To do — Copy each line from the data that has the word "enum" in it.

** Records provided follows **

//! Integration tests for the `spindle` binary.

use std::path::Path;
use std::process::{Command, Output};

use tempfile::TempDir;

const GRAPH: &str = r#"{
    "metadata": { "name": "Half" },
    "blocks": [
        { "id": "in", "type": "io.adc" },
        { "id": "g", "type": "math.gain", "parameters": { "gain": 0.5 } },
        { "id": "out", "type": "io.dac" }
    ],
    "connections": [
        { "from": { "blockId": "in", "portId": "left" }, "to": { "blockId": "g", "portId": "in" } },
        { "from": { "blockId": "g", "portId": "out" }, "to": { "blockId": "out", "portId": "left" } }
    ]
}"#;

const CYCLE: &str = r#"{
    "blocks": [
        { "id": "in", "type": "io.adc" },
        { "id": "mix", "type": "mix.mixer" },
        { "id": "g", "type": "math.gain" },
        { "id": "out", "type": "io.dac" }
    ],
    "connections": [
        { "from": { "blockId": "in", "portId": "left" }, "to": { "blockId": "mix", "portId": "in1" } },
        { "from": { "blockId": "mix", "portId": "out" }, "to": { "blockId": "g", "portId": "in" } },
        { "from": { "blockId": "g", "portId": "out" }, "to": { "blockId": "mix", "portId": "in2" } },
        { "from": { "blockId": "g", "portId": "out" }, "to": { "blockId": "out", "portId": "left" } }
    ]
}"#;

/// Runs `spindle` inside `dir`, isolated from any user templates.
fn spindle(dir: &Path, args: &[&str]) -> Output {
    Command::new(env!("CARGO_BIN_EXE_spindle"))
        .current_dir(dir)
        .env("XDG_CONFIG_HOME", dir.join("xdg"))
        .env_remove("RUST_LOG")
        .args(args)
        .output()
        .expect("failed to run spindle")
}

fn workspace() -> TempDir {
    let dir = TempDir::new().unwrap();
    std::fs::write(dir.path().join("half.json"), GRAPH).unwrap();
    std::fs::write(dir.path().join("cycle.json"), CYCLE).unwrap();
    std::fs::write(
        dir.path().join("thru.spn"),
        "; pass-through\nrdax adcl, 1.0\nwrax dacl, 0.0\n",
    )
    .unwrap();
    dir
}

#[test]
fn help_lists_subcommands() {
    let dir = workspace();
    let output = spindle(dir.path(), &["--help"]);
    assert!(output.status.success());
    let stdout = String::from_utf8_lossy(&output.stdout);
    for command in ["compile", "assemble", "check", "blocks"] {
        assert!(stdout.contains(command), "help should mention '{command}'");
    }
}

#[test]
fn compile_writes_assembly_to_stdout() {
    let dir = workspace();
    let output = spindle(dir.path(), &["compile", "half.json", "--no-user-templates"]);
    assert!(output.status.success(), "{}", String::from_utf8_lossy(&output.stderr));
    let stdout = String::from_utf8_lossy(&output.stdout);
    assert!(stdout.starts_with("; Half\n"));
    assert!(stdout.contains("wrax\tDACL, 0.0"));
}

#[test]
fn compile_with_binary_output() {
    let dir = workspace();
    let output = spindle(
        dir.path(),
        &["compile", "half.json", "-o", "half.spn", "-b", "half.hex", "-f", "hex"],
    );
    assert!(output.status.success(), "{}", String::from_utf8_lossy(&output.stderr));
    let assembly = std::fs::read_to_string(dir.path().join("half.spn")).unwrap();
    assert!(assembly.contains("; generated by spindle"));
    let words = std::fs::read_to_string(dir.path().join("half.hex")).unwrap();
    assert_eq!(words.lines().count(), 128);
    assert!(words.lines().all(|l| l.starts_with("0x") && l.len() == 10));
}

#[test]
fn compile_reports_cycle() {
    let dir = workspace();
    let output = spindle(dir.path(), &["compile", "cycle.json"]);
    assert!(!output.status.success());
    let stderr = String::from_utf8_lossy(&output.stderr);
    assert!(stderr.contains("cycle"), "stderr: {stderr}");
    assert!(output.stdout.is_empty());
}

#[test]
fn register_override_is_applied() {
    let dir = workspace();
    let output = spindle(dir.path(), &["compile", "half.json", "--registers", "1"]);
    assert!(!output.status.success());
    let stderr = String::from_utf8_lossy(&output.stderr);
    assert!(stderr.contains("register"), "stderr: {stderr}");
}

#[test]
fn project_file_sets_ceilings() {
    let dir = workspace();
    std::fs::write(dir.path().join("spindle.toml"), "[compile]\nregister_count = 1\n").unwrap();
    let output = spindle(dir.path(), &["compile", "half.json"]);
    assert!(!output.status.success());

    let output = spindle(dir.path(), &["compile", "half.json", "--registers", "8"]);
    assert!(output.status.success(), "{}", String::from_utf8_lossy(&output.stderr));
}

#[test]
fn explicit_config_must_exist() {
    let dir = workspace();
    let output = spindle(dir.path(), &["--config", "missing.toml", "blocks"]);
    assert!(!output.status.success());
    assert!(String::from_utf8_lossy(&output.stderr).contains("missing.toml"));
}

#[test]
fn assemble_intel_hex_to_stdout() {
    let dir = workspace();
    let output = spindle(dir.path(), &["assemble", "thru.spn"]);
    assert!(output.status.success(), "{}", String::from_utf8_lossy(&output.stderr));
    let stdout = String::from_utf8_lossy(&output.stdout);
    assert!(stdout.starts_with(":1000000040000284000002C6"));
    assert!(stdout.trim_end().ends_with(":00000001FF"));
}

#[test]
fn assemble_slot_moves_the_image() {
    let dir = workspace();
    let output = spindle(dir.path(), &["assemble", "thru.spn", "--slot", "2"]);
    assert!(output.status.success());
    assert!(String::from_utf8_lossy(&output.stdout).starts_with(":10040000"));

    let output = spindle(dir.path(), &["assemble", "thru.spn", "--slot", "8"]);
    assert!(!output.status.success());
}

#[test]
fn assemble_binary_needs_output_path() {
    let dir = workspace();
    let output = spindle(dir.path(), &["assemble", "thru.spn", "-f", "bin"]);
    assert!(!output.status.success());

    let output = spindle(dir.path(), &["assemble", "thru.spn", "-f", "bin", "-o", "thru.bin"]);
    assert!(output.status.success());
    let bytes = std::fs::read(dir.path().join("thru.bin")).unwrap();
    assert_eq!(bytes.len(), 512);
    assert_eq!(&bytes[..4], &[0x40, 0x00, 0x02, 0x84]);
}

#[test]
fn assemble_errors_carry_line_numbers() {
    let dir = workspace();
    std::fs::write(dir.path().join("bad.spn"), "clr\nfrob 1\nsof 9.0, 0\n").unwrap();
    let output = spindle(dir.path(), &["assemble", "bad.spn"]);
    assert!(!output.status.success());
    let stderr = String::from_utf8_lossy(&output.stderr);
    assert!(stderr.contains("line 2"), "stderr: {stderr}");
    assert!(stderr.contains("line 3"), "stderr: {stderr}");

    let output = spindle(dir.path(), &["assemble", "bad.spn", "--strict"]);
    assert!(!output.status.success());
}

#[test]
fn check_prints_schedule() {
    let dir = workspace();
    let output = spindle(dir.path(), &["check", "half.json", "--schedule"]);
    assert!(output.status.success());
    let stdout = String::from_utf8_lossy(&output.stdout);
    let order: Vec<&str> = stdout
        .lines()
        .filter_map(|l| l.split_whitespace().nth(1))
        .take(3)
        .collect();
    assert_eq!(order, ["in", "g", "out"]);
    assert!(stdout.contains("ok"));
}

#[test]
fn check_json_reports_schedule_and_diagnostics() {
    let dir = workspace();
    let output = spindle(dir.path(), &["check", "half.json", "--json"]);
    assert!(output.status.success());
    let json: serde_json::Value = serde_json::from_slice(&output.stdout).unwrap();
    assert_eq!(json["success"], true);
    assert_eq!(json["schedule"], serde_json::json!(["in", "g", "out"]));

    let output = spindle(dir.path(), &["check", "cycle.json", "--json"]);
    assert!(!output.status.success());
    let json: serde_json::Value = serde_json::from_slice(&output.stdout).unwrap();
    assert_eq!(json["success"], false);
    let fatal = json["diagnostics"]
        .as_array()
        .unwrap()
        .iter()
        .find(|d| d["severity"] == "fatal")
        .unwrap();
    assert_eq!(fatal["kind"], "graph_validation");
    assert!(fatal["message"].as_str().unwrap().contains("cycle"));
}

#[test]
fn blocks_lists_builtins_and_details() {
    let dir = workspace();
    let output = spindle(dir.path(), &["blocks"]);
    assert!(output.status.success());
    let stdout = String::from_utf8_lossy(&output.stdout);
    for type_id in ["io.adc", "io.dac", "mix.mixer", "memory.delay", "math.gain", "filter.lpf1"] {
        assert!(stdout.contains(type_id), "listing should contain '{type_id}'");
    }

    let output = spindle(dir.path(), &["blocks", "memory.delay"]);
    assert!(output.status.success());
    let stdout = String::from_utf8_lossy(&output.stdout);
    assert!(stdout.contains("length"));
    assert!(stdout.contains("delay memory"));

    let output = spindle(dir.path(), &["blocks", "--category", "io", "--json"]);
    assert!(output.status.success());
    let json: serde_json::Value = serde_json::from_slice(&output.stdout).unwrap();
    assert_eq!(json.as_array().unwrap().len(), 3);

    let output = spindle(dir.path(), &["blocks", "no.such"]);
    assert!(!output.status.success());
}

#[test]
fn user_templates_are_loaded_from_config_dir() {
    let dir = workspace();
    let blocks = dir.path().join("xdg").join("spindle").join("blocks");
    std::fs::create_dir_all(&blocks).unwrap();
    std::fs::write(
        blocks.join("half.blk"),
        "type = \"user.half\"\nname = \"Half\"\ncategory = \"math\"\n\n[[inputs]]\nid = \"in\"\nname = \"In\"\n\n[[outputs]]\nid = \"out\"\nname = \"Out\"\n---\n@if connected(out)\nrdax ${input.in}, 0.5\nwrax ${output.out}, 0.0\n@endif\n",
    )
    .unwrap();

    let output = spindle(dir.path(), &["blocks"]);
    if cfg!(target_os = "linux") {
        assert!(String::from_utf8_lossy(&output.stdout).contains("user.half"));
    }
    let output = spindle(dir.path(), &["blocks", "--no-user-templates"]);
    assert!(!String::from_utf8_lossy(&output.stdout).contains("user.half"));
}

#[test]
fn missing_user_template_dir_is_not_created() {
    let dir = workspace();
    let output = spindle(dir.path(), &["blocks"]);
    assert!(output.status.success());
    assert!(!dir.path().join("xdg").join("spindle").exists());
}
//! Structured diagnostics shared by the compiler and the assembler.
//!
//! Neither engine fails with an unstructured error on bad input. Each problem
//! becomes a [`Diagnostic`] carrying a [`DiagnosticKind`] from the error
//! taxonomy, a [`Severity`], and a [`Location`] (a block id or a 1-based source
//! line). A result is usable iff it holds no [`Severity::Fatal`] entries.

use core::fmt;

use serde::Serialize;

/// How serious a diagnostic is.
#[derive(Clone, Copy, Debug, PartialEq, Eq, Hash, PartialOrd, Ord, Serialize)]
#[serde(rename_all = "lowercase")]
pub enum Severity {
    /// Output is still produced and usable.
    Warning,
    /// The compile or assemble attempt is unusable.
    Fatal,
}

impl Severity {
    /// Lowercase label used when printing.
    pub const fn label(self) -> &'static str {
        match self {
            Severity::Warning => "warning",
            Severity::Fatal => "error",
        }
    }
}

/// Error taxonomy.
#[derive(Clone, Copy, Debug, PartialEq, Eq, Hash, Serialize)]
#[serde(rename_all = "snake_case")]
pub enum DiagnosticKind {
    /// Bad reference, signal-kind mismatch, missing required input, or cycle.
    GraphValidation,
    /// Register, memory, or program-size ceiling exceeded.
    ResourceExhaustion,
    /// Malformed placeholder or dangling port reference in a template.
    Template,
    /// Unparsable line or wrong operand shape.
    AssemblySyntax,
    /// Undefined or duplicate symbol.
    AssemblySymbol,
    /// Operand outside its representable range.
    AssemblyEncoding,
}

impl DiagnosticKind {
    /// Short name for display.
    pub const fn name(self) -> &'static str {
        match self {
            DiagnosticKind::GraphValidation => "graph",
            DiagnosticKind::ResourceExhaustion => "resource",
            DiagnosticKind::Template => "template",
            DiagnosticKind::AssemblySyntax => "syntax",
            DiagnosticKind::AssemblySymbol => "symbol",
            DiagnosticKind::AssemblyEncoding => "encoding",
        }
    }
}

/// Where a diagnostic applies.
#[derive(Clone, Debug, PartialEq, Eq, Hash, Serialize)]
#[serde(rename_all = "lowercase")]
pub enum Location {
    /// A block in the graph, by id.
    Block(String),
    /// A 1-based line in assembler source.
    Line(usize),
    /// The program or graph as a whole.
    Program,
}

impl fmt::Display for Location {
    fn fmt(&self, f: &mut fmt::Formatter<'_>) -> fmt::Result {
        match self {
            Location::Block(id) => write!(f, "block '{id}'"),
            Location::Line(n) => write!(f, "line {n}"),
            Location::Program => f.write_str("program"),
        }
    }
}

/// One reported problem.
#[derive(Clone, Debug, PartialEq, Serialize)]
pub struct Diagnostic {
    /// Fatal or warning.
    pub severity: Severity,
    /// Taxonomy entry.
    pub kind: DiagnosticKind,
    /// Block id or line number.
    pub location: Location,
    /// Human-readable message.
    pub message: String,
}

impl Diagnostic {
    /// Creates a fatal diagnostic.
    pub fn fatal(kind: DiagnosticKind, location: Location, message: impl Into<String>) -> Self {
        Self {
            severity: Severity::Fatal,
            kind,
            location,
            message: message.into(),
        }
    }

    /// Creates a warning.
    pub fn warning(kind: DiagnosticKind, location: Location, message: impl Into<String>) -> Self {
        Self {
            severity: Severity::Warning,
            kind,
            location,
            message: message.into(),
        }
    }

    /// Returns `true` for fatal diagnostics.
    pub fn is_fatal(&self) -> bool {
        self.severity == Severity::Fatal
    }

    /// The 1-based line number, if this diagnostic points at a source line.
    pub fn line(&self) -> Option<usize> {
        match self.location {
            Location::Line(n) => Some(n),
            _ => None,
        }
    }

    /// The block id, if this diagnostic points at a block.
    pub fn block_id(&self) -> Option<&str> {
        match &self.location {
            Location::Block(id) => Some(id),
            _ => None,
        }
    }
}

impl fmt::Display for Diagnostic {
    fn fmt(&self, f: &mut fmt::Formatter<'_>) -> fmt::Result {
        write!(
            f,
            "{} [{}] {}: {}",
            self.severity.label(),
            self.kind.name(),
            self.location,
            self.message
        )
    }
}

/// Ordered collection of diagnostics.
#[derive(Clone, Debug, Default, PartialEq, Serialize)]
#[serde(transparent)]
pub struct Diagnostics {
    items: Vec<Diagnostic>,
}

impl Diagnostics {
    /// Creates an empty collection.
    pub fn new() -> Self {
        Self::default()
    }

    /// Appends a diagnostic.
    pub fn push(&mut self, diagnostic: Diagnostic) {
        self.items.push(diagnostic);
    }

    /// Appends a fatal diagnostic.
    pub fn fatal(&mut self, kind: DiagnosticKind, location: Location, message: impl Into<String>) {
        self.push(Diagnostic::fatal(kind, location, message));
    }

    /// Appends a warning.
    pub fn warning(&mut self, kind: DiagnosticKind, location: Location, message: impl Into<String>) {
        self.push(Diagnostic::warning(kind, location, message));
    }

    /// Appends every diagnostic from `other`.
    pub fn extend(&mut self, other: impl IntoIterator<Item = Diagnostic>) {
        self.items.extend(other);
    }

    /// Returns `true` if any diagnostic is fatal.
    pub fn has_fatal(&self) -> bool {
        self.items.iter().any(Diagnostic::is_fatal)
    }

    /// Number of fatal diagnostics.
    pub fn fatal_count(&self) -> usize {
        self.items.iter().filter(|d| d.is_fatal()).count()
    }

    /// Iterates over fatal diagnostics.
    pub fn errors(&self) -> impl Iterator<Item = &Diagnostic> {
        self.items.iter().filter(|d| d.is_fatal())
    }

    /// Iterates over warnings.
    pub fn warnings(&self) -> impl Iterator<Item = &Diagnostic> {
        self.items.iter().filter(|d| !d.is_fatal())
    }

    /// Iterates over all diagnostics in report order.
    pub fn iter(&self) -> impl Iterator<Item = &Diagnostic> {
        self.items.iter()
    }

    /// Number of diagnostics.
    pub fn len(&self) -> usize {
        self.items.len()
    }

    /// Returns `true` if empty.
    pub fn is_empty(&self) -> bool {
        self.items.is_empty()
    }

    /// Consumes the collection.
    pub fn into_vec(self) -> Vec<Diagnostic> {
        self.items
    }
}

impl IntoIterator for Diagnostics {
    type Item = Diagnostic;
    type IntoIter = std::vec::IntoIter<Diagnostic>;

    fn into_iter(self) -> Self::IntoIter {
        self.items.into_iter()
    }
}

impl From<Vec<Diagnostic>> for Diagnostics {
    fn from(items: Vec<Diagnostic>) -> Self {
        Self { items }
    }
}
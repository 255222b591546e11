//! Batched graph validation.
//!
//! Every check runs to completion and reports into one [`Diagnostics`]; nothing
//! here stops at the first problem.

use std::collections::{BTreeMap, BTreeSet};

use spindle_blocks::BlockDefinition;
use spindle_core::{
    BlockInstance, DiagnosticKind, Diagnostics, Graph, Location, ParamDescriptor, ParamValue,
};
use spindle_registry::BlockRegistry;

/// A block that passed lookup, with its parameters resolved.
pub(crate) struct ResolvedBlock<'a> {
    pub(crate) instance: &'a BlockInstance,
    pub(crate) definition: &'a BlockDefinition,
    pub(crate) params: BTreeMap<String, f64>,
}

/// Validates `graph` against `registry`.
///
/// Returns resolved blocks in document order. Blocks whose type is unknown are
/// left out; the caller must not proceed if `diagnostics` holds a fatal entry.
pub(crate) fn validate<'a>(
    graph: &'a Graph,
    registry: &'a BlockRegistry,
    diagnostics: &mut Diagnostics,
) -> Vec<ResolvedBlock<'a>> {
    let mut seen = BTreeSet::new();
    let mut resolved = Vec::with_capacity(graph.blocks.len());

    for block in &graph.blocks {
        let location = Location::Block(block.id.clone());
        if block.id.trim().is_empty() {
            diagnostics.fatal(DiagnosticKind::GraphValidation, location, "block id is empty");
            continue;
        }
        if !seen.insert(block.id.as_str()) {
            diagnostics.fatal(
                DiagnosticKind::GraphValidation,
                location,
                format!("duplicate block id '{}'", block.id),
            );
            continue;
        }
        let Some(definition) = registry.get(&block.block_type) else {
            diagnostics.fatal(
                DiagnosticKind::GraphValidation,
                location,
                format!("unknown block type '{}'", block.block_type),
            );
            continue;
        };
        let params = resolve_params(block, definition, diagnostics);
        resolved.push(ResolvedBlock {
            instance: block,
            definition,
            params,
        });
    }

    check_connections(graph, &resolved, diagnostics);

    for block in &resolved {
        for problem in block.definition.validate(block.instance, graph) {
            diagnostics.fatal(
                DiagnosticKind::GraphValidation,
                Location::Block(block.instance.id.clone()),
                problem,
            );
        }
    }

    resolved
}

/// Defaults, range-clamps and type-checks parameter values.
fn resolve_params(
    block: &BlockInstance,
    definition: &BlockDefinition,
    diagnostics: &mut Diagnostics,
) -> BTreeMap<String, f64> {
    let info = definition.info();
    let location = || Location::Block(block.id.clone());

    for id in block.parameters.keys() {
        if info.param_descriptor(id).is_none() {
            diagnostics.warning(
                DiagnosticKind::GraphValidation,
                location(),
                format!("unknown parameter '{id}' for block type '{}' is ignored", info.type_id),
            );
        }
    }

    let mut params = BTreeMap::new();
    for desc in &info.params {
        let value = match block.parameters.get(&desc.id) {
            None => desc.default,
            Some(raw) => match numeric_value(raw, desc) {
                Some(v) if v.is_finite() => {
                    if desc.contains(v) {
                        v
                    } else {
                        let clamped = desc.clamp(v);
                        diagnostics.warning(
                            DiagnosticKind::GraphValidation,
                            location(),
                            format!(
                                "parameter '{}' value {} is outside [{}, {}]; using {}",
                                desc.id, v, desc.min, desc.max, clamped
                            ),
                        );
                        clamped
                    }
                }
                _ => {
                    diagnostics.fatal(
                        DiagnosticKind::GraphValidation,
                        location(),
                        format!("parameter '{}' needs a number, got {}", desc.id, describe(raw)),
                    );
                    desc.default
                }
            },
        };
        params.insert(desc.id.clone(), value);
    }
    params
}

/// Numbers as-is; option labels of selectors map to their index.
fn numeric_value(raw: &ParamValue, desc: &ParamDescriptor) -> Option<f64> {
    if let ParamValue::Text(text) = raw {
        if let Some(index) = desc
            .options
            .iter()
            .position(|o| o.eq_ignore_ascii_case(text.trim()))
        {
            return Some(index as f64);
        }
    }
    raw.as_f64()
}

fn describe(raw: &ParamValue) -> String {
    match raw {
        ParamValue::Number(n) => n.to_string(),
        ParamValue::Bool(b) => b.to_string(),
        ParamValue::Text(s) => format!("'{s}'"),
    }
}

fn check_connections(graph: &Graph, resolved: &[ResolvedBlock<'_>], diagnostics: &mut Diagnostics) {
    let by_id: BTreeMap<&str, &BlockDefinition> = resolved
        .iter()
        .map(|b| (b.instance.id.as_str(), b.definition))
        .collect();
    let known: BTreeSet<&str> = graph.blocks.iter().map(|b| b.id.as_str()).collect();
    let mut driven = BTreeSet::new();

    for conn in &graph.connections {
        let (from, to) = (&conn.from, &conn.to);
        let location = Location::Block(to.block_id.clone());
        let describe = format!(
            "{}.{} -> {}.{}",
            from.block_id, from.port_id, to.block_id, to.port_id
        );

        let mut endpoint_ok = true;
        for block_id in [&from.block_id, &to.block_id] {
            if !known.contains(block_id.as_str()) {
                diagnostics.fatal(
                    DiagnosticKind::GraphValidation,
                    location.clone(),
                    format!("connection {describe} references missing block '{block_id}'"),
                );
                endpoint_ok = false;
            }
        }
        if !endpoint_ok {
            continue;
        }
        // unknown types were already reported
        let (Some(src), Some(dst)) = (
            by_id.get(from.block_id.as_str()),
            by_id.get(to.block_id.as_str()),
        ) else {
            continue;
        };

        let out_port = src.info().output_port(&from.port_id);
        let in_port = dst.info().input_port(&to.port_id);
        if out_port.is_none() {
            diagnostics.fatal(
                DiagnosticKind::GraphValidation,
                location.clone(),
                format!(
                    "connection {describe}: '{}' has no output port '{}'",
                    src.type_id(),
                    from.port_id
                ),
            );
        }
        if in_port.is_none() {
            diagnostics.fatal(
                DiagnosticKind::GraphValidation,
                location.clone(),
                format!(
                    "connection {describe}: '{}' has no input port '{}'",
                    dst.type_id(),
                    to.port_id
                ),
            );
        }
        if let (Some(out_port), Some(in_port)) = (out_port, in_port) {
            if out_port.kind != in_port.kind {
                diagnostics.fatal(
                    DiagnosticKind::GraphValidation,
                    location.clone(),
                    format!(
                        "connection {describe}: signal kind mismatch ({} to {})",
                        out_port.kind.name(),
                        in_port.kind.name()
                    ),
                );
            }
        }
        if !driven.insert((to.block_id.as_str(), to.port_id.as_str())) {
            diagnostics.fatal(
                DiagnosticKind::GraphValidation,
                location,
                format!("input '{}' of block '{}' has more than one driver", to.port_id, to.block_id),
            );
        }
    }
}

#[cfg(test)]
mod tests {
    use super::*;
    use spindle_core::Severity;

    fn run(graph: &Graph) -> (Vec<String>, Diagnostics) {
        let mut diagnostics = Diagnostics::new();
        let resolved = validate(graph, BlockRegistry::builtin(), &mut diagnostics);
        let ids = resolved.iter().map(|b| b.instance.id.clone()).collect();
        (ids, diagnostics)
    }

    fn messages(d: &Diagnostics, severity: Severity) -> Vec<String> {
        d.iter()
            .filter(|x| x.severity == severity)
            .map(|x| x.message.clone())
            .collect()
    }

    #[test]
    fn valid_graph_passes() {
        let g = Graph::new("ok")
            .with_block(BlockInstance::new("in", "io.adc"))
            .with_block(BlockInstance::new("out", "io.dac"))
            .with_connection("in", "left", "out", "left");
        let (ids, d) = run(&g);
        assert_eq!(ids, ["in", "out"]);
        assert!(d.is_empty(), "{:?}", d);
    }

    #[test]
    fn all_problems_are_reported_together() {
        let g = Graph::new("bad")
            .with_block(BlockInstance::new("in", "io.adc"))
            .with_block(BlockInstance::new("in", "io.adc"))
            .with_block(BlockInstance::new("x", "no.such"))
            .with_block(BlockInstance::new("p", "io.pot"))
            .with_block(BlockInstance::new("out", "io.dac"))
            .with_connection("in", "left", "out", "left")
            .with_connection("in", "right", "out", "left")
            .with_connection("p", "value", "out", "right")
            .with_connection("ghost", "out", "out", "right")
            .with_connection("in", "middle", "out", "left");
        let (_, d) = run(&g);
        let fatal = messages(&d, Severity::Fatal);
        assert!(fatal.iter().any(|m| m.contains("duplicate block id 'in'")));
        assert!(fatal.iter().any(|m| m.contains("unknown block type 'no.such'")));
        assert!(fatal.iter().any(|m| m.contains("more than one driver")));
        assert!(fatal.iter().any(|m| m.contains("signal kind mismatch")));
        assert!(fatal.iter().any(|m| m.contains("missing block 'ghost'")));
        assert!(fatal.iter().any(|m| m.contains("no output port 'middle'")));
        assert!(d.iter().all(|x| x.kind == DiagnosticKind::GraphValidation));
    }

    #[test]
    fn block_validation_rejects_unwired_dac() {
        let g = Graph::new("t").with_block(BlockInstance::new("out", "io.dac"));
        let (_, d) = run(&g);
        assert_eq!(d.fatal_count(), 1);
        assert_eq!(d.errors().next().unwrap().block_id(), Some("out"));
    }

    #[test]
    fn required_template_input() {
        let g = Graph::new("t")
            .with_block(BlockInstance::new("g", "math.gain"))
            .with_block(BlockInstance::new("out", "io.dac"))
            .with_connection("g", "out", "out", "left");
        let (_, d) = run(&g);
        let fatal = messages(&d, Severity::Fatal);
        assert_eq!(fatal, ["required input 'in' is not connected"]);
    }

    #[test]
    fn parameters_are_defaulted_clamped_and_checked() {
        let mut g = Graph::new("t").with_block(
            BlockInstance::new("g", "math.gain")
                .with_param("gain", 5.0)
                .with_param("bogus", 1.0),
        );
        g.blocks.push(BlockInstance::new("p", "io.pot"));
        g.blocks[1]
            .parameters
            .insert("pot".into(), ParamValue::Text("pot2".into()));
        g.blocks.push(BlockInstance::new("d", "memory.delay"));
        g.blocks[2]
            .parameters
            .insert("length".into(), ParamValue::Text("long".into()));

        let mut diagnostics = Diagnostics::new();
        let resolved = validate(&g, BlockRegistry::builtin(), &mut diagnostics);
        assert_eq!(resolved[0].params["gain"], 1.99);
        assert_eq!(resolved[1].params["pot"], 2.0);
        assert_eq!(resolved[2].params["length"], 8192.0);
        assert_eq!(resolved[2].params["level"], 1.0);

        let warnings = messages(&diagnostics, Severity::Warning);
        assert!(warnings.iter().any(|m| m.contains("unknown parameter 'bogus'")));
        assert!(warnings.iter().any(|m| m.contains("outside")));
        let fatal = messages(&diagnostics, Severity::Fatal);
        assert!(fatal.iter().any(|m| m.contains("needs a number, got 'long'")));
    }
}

** End of Records provided **

Task result —
pub enum Severity {
pub enum DiagnosticKind {
pub enum Location {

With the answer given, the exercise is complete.